//! Data models for the risk pipeline.
//!
//! This module contains the core data structures shared by the fetcher,
//! the scorer, the regional mapper and the report generator.

use crate::error::ConfigError;
use chrono::{DateTime, Duration, Utc};
use geo::{BoundingRect, MultiPolygon, Rect};
use serde::{Deserialize, Serialize};
use std::collections::BTreeMap;
use std::fmt;
use std::str::FromStr;

/// One seismic reading parsed from the catalog.
#[derive(Debug, Clone, PartialEq, Serialize, Deserialize)]
pub struct Event {
    /// Catalog identifier, if the record carried one.
    #[serde(skip_serializing_if = "Option::is_none")]
    pub id: Option<String>,
    /// Origin time.
    pub time: DateTime<Utc>,
    /// Magnitude.
    pub magnitude: f64,
    /// Hypocenter depth in kilometres.
    pub depth_km: f64,
    pub latitude: f64,
    pub longitude: f64,
    /// Number of seismic stations used to locate the event.
    pub station_count: u32,
    /// Largest azimuthal gap between stations, in degrees.
    pub gap: f64,
    /// Horizontal distance to the nearest station, in degrees.
    pub min_distance: f64,
    /// RMS travel-time residual, in seconds.
    pub rms: f64,
    /// Human-readable location.
    #[serde(skip_serializing_if = "Option::is_none")]
    pub place: Option<String>,
}

/// Geographic bounding box in decimal degrees.
#[derive(Debug, Clone, Copy, PartialEq, Serialize, Deserialize)]
pub struct BoundingBox {
    pub min_latitude: f64,
    pub max_latitude: f64,
    pub min_longitude: f64,
    pub max_longitude: f64,
}

impl BoundingBox {
    /// Check that the box is well formed.
    pub fn validate(&self) -> Result<(), ConfigError> {
        let lat_ok = (-90.0..=90.0).contains(&self.min_latitude)
            && (-90.0..=90.0).contains(&self.max_latitude)
            && self.min_latitude < self.max_latitude;
        let lon_ok = (-180.0..=180.0).contains(&self.min_longitude)
            && (-180.0..=180.0).contains(&self.max_longitude)
            && self.min_longitude < self.max_longitude;

        if lat_ok && lon_ok {
            Ok(())
        } else {
            Err(ConfigError::Invalid(format!(
                "bounding box is not well formed: {}",
                self
            )))
        }
    }
}

impl From<Rect<f64>> for BoundingBox {
    fn from(rect: Rect<f64>) -> Self {
        Self {
            min_latitude: rect.min().y,
            max_latitude: rect.max().y,
            min_longitude: rect.min().x,
            max_longitude: rect.max().x,
        }
    }
}

impl fmt::Display for BoundingBox {
    fn fmt(&self, f: &mut fmt::Formatter<'_>) -> fmt::Result {
        write!(
            f,
            "lat {:.3}..{:.3}, lon {:.3}..{:.3}",
            self.min_latitude, self.max_latitude, self.min_longitude, self.max_longitude
        )
    }
}

/// Half-open time window `[start, end)`.
#[derive(Debug, Clone, Copy, PartialEq, Eq, Serialize, Deserialize)]
pub struct TimeWindow {
    pub start: DateTime<Utc>,
    pub end: DateTime<Utc>,
}

impl TimeWindow {
    pub fn new(start: DateTime<Utc>, end: DateTime<Utc>) -> Result<Self, ConfigError> {
        if start >= end {
            return Err(ConfigError::Invalid(format!(
                "time window start {} is not before end {}",
                start.to_rfc3339(),
                end.to_rfc3339()
            )));
        }
        Ok(Self { start, end })
    }

    /// The `days` days leading up to `end`.
    pub fn trailing_days(end: DateTime<Utc>, days: u32) -> Result<Self, ConfigError> {
        let start = Duration::try_days(i64::from(days))
            .and_then(|span| end.checked_sub_signed(span))
            .ok_or_else(|| {
                ConfigError::Invalid(format!("{} days is outside the supported time range", days))
            })?;
        Self::new(start, end)
    }
}

impl fmt::Display for TimeWindow {
    fn fmt(&self, f: &mut fmt::Formatter<'_>) -> fmt::Result {
        write!(
            f,
            "{}..{}",
            self.start.format("%Y-%m-%dT%H:%M:%SZ"),
            self.end.format("%Y-%m-%dT%H:%M:%SZ")
        )
    }
}

/// An administrative region: a named boundary with a derived bounding box.
#[derive(Debug, Clone, PartialEq)]
pub struct Region {
    pub name: String,
    pub boundary: MultiPolygon<f64>,
    pub bbox: BoundingBox,
    /// Last published risk, 0-100. `None` until the first run completes.
    pub risk: Option<f64>,
}

impl Region {
    /// Build a region, deriving its bounding box from the boundary.
    ///
    /// Returns `None` when the boundary has no points.
    pub fn new(name: impl Into<String>, boundary: MultiPolygon<f64>) -> Option<Self> {
        let bbox = boundary.bounding_rect()?.into();
        Some(Self {
            name: name.into(),
            boundary,
            bbox,
            risk: None,
        })
    }

    /// Copy of this region carrying a new risk value.
    pub fn with_risk(&self, risk: f64) -> Self {
        Self {
            risk: Some(risk.clamp(0.0, 100.0)),
            ..self.clone()
        }
    }
}

/// One named input of the classifier.
#[derive(Debug, Clone, Copy, PartialEq, Eq, Hash, Serialize, Deserialize)]
pub enum Feature {
    #[serde(rename = "mag")]
    Magnitude,
    #[serde(rename = "depth")]
    Depth,
    #[serde(rename = "nst")]
    StationCount,
    #[serde(rename = "gap")]
    Gap,
    #[serde(rename = "dmin")]
    MinDistance,
    #[serde(rename = "rms")]
    Rms,
}

impl Feature {
    /// The order the bundled model was trained with.
    pub const DEFAULT_ORDER: [Feature; 6] = [
        Feature::Magnitude,
        Feature::Depth,
        Feature::StationCount,
        Feature::Gap,
        Feature::MinDistance,
        Feature::Rms,
    ];

    /// Catalog field name.
    pub fn key(&self) -> &'static str {
        match self {
            Feature::Magnitude => "mag",
            Feature::Depth => "depth",
            Feature::StationCount => "nst",
            Feature::Gap => "gap",
            Feature::MinDistance => "dmin",
            Feature::Rms => "rms",
        }
    }

    /// Read this feature's value from an event.
    pub fn extract(&self, event: &Event) -> f64 {
        match self {
            Feature::Magnitude => event.magnitude,
            Feature::Depth => event.depth_km,
            Feature::StationCount => f64::from(event.station_count),
            Feature::Gap => event.gap,
            Feature::MinDistance => event.min_distance,
            Feature::Rms => event.rms,
        }
    }
}

impl fmt::Display for Feature {
    fn fmt(&self, f: &mut fmt::Formatter<'_>) -> fmt::Result {
        f.write_str(self.key())
    }
}

impl FromStr for Feature {
    type Err = ConfigError;

    fn from_str(s: &str) -> Result<Self, Self::Err> {
        match s.trim().to_lowercase().as_str() {
            "mag" | "magnitude" => Ok(Feature::Magnitude),
            "depth" | "depth_km" => Ok(Feature::Depth),
            "nst" => Ok(Feature::StationCount),
            "gap" => Ok(Feature::Gap),
            "dmin" => Ok(Feature::MinDistance),
            "rms" => Ok(Feature::Rms),
            other => Err(ConfigError::Invalid(format!("unknown feature '{}'", other))),
        }
    }
}

/// Fixed-order numeric summary of an event list.
#[derive(Debug, Clone, PartialEq, Serialize)]
pub struct FeatureVector {
    features: Vec<Feature>,
    values: Vec<f64>,
}

impl FeatureVector {
    pub(crate) fn new(features: Vec<Feature>, values: Vec<f64>) -> Self {
        debug_assert_eq!(features.len(), values.len());
        Self { features, values }
    }

    /// Values in classifier order.
    pub fn values(&self) -> &[f64] {
        &self.values
    }

    pub fn len(&self) -> usize {
        self.values.len()
    }

    /// Value of a named feature, if it is part of this vector.
    pub fn get(&self, feature: Feature) -> Option<f64> {
        self.features
            .iter()
            .position(|f| *f == feature)
            .map(|i| self.values[i])
    }
}

/// Outcome of scoring a single region.
#[derive(Debug, Clone, PartialEq, Serialize, Deserialize)]
#[serde(tag = "status", rename_all = "snake_case")]
pub enum RegionRisk {
    /// Events were found and scored.
    Scored { risk: f64 },
    /// The catalog had no events for this region in the window.
    NoData,
    /// The catalog could not be queried for this region.
    Unavailable { reason: String },
}

impl RegionRisk {
    /// Numeric risk; regions without data count as 0.
    pub fn value(&self) -> f64 {
        match self {
            RegionRisk::Scored { risk } => *risk,
            RegionRisk::NoData | RegionRisk::Unavailable { .. } => 0.0,
        }
    }

    pub fn is_unavailable(&self) -> bool {
        matches!(self, RegionRisk::Unavailable { .. })
    }
}

impl fmt::Display for RegionRisk {
    fn fmt(&self, f: &mut fmt::Formatter<'_>) -> fmt::Result {
        match self {
            RegionRisk::Scored { risk } => write!(f, "{:.1}%", risk),
            RegionRisk::NoData => write!(f, "0.0% (no events)"),
            RegionRisk::Unavailable { .. } => write!(f, "0.0% (unavailable)"),
        }
    }
}

/// Region name to risk outcome.
pub type RegionRiskMap = BTreeMap<String, RegionRisk>;

/// The complete output of one successful analysis run.
#[derive(Debug, Clone, Serialize, Deserialize)]
pub struct AnalysisResult {
    /// Nationwide risk, 0-100.
    pub overall_risk: f64,
    /// Threshold the run was requested with.
    pub alert_threshold: f64,
    /// `overall_risk >= alert_threshold`.
    pub alert: bool,
    /// Analysed window.
    pub window: TimeWindow,
    /// Nationwide events, oldest first.
    pub events: Vec<Event>,
    /// Risk per region; keys match the region set exactly.
    pub regions: RegionRiskMap,
    pub completed_at: DateTime<Utc>,
    pub duration_seconds: f64,
}

impl AnalysisResult {
    /// Regions ordered from highest to lowest risk, ties by name.
    pub fn regions_by_risk(&self) -> Vec<(&str, &RegionRisk)> {
        let mut regions: Vec<_> = self
            .regions
            .iter()
            .map(|(name, risk)| (name.as_str(), risk))
            .collect();
        regions.sort_by(|a, b| {
            b.1.value()
                .partial_cmp(&a.1.value())
                .unwrap_or(std::cmp::Ordering::Equal)
                .then_with(|| a.0.cmp(b.0))
        });
        regions
    }

    /// Regions at or above the alert threshold.
    pub fn regions_above_threshold(&self) -> Vec<&str> {
        self.regions_by_risk()
            .into_iter()
            .filter(|(_, risk)| risk.value() >= self.alert_threshold)
            .map(|(name, _)| name)
            .collect()
    }

    /// Number of regions whose fetch failed.
    pub fn unavailable_count(&self) -> usize {
        self.regions.values().filter(|r| r.is_unavailable()).count()
    }
}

### THE PROBLEM
Take every line from the data that includes the word "StationCount".

### TASK ANSWER
    StationCount,
        Feature::StationCount,
            Feature::StationCount => "nst",
            Feature::StationCount => f64::from(event.station_count),
            "nst" => Ok(Feature::StationCount),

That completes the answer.